Un’operazione più efficace venne però nel ‘46 tramite l’irrorazione periodica dei pascoli, a rotazione, con l’arsenico. I pascoli venivano completamente avvelenati più volte, a turno e per contrade, in tutto il territorio del comune (a cussosas, in s’aidattone), in modo da consentire ai pastori di sfamare il proprio gregge senza che corresse il rischio di morire avvelenato. I chiusi divenivano pascolabili dopo una leggera pioggia o dopo un determinato periodo. Il veleno era potente. Terribile. Nessuna cavalletta che si trovasse sul campo o vi sopraggiungesse in volo o vi sgusciasse dalle capsule poteva sopravvivere. Finalmente la campagna a poco a poco cambiò aspetto al punto da sembrare un campo nevicato da una grandine vulcanica e rossiccia. Da una «neve» di insetti morti e bruciati dal veleno, che non ondulava né giocava più il terreno nell’orgia della sua danza famelica. “

Gavino Ledda,Padre padrone, Rizzoli (collana Piccola Biblioteca La Scala), 2004; pp. 63-65.

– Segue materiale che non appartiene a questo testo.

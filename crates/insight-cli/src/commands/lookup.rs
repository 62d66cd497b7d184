use crate::cli::SourceArgs;
use crate::support::{build_options_or_exit, print_json};
use insight_program::PROGRAM_DIR_VAR;
use insight_program::paths::join_candidate;
use serde::Serialize;

#[derive(Serialize)]
#[serde(rename_all = "camelCase")]
struct Candidate {
    candidate: String,
    path: String,
}

#[derive(Serialize)]
#[serde(rename_all = "camelCase")]
struct LookupReport {
    program: String,
    templates: Vec<String>,
    candidates: Vec<Candidate>,
}

pub fn run(program: String, source: SourceArgs, json: bool) {
    let options = build_options_or_exit(&source);
    let mut env = options.env.clone();
    env.insert(PROGRAM_DIR_VAR.to_string(), program.clone());

    let candidates = options
        .lookup_paths
        .expand(&env)
        .into_iter()
        .map(|candidate| {
            let joined = join_candidate(&program, &candidate);
            Candidate {
                path: options.resolve(&joined).display().to_string(),
                candidate,
            }
        })
        .collect();
    let report = LookupReport {
        templates: options.lookup_paths.templates().to_vec(),
        program,
        candidates,
    };

    if json {
        print_json(&report);
    } else {
        println!("program-insight lookup");
        println!("  program: {}", report.program);
        println!("  candidates (base first): {}", report.candidates.len());
        for candidate in &report.candidates {
            println!("    - {} -> {}", candidate.candidate, candidate.path);
        }
    }
}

[ 1ª edizione: Padre padrone.L’educazione di un pastore, (collana Franchi Narratori n° 19) Feltrinelli, Milano, 1975 ]

Tratto dal libro “Montesilvano nella storia ambientale e socio-antropologica dell'Abruzzo dalle origini alla metà del 1900” di Osvaldo Galli

L'origine del nome Montesilvano:

Che il nome del nostro territorio derivasse da <<selva>> non ci aveva mai convinto per due motivi di fondo: non veniva data nessuna spiegazione del nome Monte, non era accettabile, per quanto riguarda l'origine del nome Silvano, l'ipotesi della presenza di dense selve, tanti da lasciarne il nome soltanto sulle colline di Silvi e di Montesilvano, dato che tutta la fascia costiera medio- adriatica ebbe contemporanea origine geologica e identica struttura di argille e sabbie.

Inoltre, se il nome fosse stato tratto veramente dalle selve, esso avrebbe dovuto essere silvarius, non silvanus.

…nel mondo italico il Silvano dio dei pastori fu inizialmente visto come satiro, come dio della natura selvaggia

… nei millenni esso subisce, gradualmente, un notevole ingentilimento, passando da divinità temibile a pacifico dio agreste.

…il nome Silvano ha dunque origine assai remota ed è connesso con l'attività pastorale.

Ugualmente interessante la storia del nome <<monte>>, che va collegato pure esso alla divinità e precisamente alla presenza delle ninfe delle selve e dei prati.

Queste ninfe erano dalle popolazioni (e specialmente dai pastori) immaginate annidarsi là dove più folta era la vegetazione, dove cioè la loro fantasia animatrice poneva la presenza delle Bereginjie

… orbene, il latino <<mons>> corrisponde al nome béreg, berg, brig, ecc. delle altre lingue indoeuropee.

il vocabolo monte equivale quindi alla parola ninfa o, che è lo stesso, alle piantine germoglianti per volontà delle ninfe.

Ciò che porta alla stessa conclusione: per i greggi era indispensabile l'erba, per la cui rigenerazione annuale i pastori pregavano e compivano riti religiosi in onore delle Bereginjie, queste essenze divine immaginate capaci di far germogliare erbe, piante e piantine.

… noi opiniamo di aver raggiunto la dimostrazione sull'origine del doppio nome Monte- Silvano: il primo, terra di pascolo, il secondo simboleggiante la divinità protettrice dei greggi e dei pastori.